The Long and Short of It

3 November 2001

My grandpa always says that intelligent people don't get bored. Of course, Grandpa feels perfectly free to wander away from potentially boring social situations so that he's free to think about something else. That might be why. Grandpa is pretty much the king of His Own Drummer.

Anyway, I don't feel bored. I feel boring. I'm pretty engaged with what I'm doing, but in concrete terms, what am I doing? I'm hurting, and I'm typing. Whee. The typing is mostly line edits. Whee. Isn't that fascinating? Line edits. I'm almost done tinkering with books that are basically done -- The Grey Road and Reprogramming -- for the time being. I got a few more suggestions on The Grey Road from David awhile back, and some of them are nontrivial implementations. As for Reprogramming, I keep making more notes to myself. I'm going to finish off the notes I have and then leave it alone for awhile. Really. Only new books. No more edits. Until, of course, people start telling me what they think of Reprogramming. I suppose the cycle never really does end. I guess that's a good thing.

I got an e-mail whose title was, "I love this essay." And the entire body of the e-mail was the link to my Amber article on Strange Horizons. I was amused. I asked the guy where he'd found it. The response was a URL. Chatty fellow, this.

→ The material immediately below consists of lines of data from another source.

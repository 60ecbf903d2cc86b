//! Donut geometry
//!
//! Pure helpers shared by the canvas renderer. All coordinates are in donut
//! space: origin at the donut center, before the squash scale is applied.

use std::f32::consts::TAU;

use glam::Vec2;

use crate::sim::{Donut, Sprinkle};
use crate::theme::{Color, Palette};

/// Donuts are drawn slightly wider than tall
pub const BODY_STRETCH_X: f32 = 1.05;
/// Hole radius as a fraction of the donut radius
pub const HOLE_RATIO: f32 = 0.45;
/// Points in the drizzle zigzag
pub const DRIZZLE_POINTS: usize = 6;

/// Scale applied around the donut center
#[inline]
pub fn body_scale(donut: &Donut) -> Vec2 {
    Vec2::new(BODY_STRETCH_X, donut.squash)
}

/// Radial gradient for the dough: (inner center, inner radius, outer radius)
pub fn dough_gradient(radius: f32) -> (Vec2, f32, f32) {
    (Vec2::splat(-radius * 0.3), radius * 0.2, radius)
}

/// Gradient color stops, highlight to crust
pub fn dough_stops(palette: &Palette, base: Color) -> [(f32, Color); 3] {
    [(0.0, palette.highlight), (0.4, base), (1.0, palette.crust)]
}

/// Zigzag drizzle across the donut
pub fn drizzle_points(radius: f32) -> [Vec2; DRIZZLE_POINTS] {
    std::array::from_fn(|i| {
        let angle = i as f32 / DRIZZLE_POINTS as f32 * TAU;
        Vec2::new(angle.cos() * radius * 0.8, (angle * 2.0).sin() * radius * 0.25)
    })
}

/// Sprinkle stroke endpoints after its rotation
pub fn sprinkle_segment(sprinkle: &Sprinkle) -> (Vec2, Vec2) {
    let rot = Vec2::from_angle(sprinkle.angle);
    let start = rot.rotate(sprinkle.offset);
    let end = rot.rotate(sprinkle.offset + Vec2::new(sprinkle.length, 0.0));
    (start, end)
}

Anyway. Last night, Mark and I rejoined the world of the the outside. We went to Papillion, since we hadn't been out on a date while I was sick (and so could splurge a bit). The food was good, but the service was slow, and they gave him a year-expired beer. Not such a happy thing, year-expired beer -- it wasn't skunky, just (evidently) not good. But I got to have pumpkin soup. Yum. The last time I remember having pumpkin soup was in Maine, with my grandparents and my godfather Joe. I was twelve, and Grandma had to poke me a little to get me to try the soup. But then I ate the whole cup. Grandma and Grandpa had decided to bring me out to visit Joe, who was living in Boston at the time, in time to see the fall leaves. My family always considered travel more educational than school, and I can't think of a single instance where they were wrong. Anyway, so we drove around New England and got Grandma's and Joe's socks wet and generally had a great time. Most of our vacations before that had been with my parents, too, but we'd just moved, so they didn't have vacation time at their new jobs. I had spent the previous year enthralled with the children's sailing books of Arthur Ransome, so when I found two of them in Mystic, I was thrilled.

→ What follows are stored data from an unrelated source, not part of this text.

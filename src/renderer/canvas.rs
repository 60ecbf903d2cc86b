//! Canvas2D renderer
//!
//! Draws the pool back to front in insertion order, so the newest donut ends
//! up on top (the same donut `find_at` picks).

use std::f64::consts::TAU;

use wasm_bindgen::{JsCast, JsValue};
use web_sys::{CanvasRenderingContext2d, HtmlCanvasElement};

use super::shapes::{HOLE_RATIO, body_scale, dough_gradient, dough_stops, drizzle_points, sprinkle_segment};
use crate::sim::{Donut, Playground, Speck};
use crate::theme::{Color, Palette};

pub struct CanvasRenderer {
    ctx: CanvasRenderingContext2d,
    pub size: (u32, u32),
}

impl CanvasRenderer {
    pub fn new(canvas: &HtmlCanvasElement) -> Option<Self> {
        let ctx = canvas
            .get_context("2d")
            .ok()
            .flatten()?
            .dyn_into::<CanvasRenderingContext2d>()
            .ok()?;
        Some(Self {
            ctx,
            size: (canvas.width(), canvas.height()),
        })
    }

    pub fn resize(&mut self, width: u32, height: u32) {
        self.size = (width, height);
    }

    /// Draw one frame
    pub fn render(&self, playground: &Playground) -> Result<(), JsValue> {
        let palette = playground.palette();
        let (w, h) = (self.size.0 as f64, self.size.1 as f64);

        self.ctx.set_fill_style_str(&palette.background.to_css());
        self.ctx.fill_rect(0.0, 0.0, w, h);

        for donut in playground.pool.iter() {
            self.draw_donut(donut, palette)?;
        }
        Ok(())
    }

    fn draw_donut(&self, donut: &Donut, palette: &Palette) -> Result<(), JsValue> {
        let ctx = &self.ctx;
        ctx.save();
        let drawn = self.draw_body(donut, palette);
        ctx.restore();
        drawn
    }

    /// Body, hole and toppings in donut-local coordinates. Must run between
    /// `save` and `restore`.
    fn draw_body(&self, donut: &Donut, palette: &Palette) -> Result<(), JsValue> {
        let ctx = &self.ctx;
        let r = donut.radius as f64;
        let base = donut.decoration.base_color;
        let scale = body_scale(donut);

        ctx.translate(donut.pos.x as f64, donut.pos.y as f64)?;
        ctx.scale(scale.x as f64, scale.y as f64)?;

        ctx.set_shadow_blur(donut.glow as f64);
        ctx.set_shadow_color(&base.to_css());

        let (inner, inner_r, outer_r) = dough_gradient(donut.radius);
        let gradient = ctx.create_radial_gradient(
            inner.x as f64,
            inner.y as f64,
            inner_r as f64,
            0.0,
            0.0,
            outer_r as f64,
        )?;
        for (offset, color) in dough_stops(palette, base) {
            gradient.add_color_stop(offset, &color.to_css())?;
        }

        ctx.begin_path();
        ctx.arc(0.0, 0.0, r, 0.0, TAU)?;
        ctx.set_fill_style_canvas_gradient(&gradient);
        ctx.fill();

        ctx.set_shadow_blur(0.0);
        ctx.begin_path();
        ctx.arc(0.0, 0.0, r * HOLE_RATIO as f64, 0.0, TAU)?;
        ctx.set_fill_style_str(&palette.hole.to_css());
        ctx.fill();

        self.draw_toppings(donut, palette)
    }

    fn draw_toppings(&self, donut: &Donut, palette: &Palette) -> Result<(), JsValue> {
        let ctx = &self.ctx;
        let deco = &donut.decoration;

        ctx.set_line_width(2.0);
        for sprinkle in &deco.sprinkles {
            let (a, b) = sprinkle_segment(sprinkle);
            ctx.begin_path();
            ctx.set_stroke_style_str(&sprinkle.color.to_css());
            ctx.move_to(a.x as f64, a.y as f64);
            ctx.line_to(b.x as f64, b.y as f64);
            ctx.stroke();
        }

        if deco.drizzle {
            ctx.set_stroke_style_str(&palette.drizzle.to_css());
            ctx.set_line_width(3.0);
            ctx.begin_path();
            for (i, p) in drizzle_points(donut.radius).iter().enumerate() {
                if i == 0 {
                    ctx.move_to(p.x as f64, p.y as f64);
                } else {
                    ctx.line_to(p.x as f64, p.y as f64);
                }
            }
            ctx.stroke();
        }

        self.draw_specks(&deco.powdered, palette.powdered)?;
        self.draw_specks(&deco.cinnamon, palette.cinnamon)?;
        self.draw_specks(&deco.gold_flakes, palette.gold_flake)?;
        Ok(())
    }

    fn draw_specks(&self, specks: &[Speck], color: Color) -> Result<(), JsValue> {
        if specks.is_empty() {
            return Ok(());
        }
        let ctx = &self.ctx;
        ctx.set_fill_style_str(&color.to_css());
        for speck in specks {
            ctx.begin_path();
            ctx.arc(
                speck.offset.x as f64,
                speck.offset.y as f64,
                speck.size as f64,
                0.0,
                TAU,
            )?;
            ctx.fill();
        }
        Ok(())
    }
}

It upsets me when booksellers assume I mean Arthur Rackham. Different guy completely. It's like when I look for Pete Seeger and music store clerks think I mean Bob Seger. Um, no, and a "professional" should know better. Honestly.

My mom was concerned yesterday that people should know that I wasn't angry or annoyed with my grandparents for calling. I didn't say that yesterday because it seemed obvious to me. Of course I wasn't! If Grandma wants to kvetch to me about the price of cheese at 7:00 in the morning, I will listen with a happy heart. It will surprise me, though, and I will be scared until I hear what's going on that's got her upset. But of course it won't be a bother. That's just a basic level assumption here. Grandma and Grandpa are interesting and loved, period.

One of the problems, I think, was that I used the word "bitching." Evidently, to my mother, the verb and the noun are closely tied together. This is not so for me. Myself, I bitch a lot. You're allowed to say so. You're allowed to write to me and say, "So I read the Morphism where you were bitching about Midwest misconceptions, and I was thinking...." And I will not get mad at you. Write to me and say, "So I read the Morphism where you were being a bitch about..." and you will not get an answer. Period.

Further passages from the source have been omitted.